Restate verbatim the span of lines below between the line with "pub(crate) fn new(target: T)" and the line with "Err(e) if e.kind()", including those two lines, and only that span.

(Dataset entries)
★ ★ ★

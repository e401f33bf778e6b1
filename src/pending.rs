//! Two-phase drop
//!
//! `drop()` on a [`Table`](crate::Table) or [`Entry`](crate::Entry) never
//! deletes anything by itself. It hands back a [`PendingDelete`] that must be
//! confirmed before the target is removed from disk.

use std::io;
use std::path::Path;

use tracing::debug;

use crate::error::{JsonDbError, Result};

/// Something that can be removed from disk by a [`PendingDelete`]
pub trait DropTarget {
    /// Path removed on confirm
    fn target_path(&self) -> &Path;

    /// Remove the target (directory tree for tables, single file for entries)
    fn remove(&self) -> io::Result<()>;
}

/// A delete waiting for confirmation
#[must_use = "nothing is deleted until `confirm()` is called"]
#[derive(Debug)]
pub struct PendingDelete<T: DropTarget> {
    target: T,
}

impl<T: DropTarget> PendingDelete<T> {
    pub(crate) fn new(target: T) -> Self {
        Self { target }
    }

    /// The handle this delete is bound to
    pub fn target(&self) -> &T {
        &self.target
    }

    /// Remove the target and return its handle
    ///
    /// Fails with `NotFound` when the target is already gone.
    pub fn confirm(self) -> Result<T> {
        match self.target.remove() {
            Ok(()) => {
                debug!(path = %self.target.target_path().display(), "Deleted");
                Ok(self.target)
            }
            Err(e) if e.kind() == io::ErrorKind::NotFound => Err(JsonDbError::NotFound(format!(
                "{} does not exist",
                self.target.target_path().display()
            ))),
            Err(e) => Err(JsonDbError::Io(e)),
        }
    }

    /// Abandon the delete and return the untouched handle
    pub fn cancel(self) -> T {
        self.target
    }
}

★ ★ ★

◆ Output of the task ◆
    pub(crate) fn new(target: T) -> Self {
        Self { target }
    }

    /// The handle this delete is bound to
    pub fn target(&self) -> &T {
        &self.target
    }

    /// Remove the target and return its handle
    ///
    /// Fails with `NotFound` when the target is already gone.
    pub fn confirm(self) -> Result<T> {
        match self.target.remove() {
            Ok(()) => {
                debug!(path = %self.target.target_path().display(), "Deleted");
                Ok(self.target)
            }
            Err(e) if e.kind() == io::ErrorKind::NotFound => Err(JsonDbError::NotFound(format!(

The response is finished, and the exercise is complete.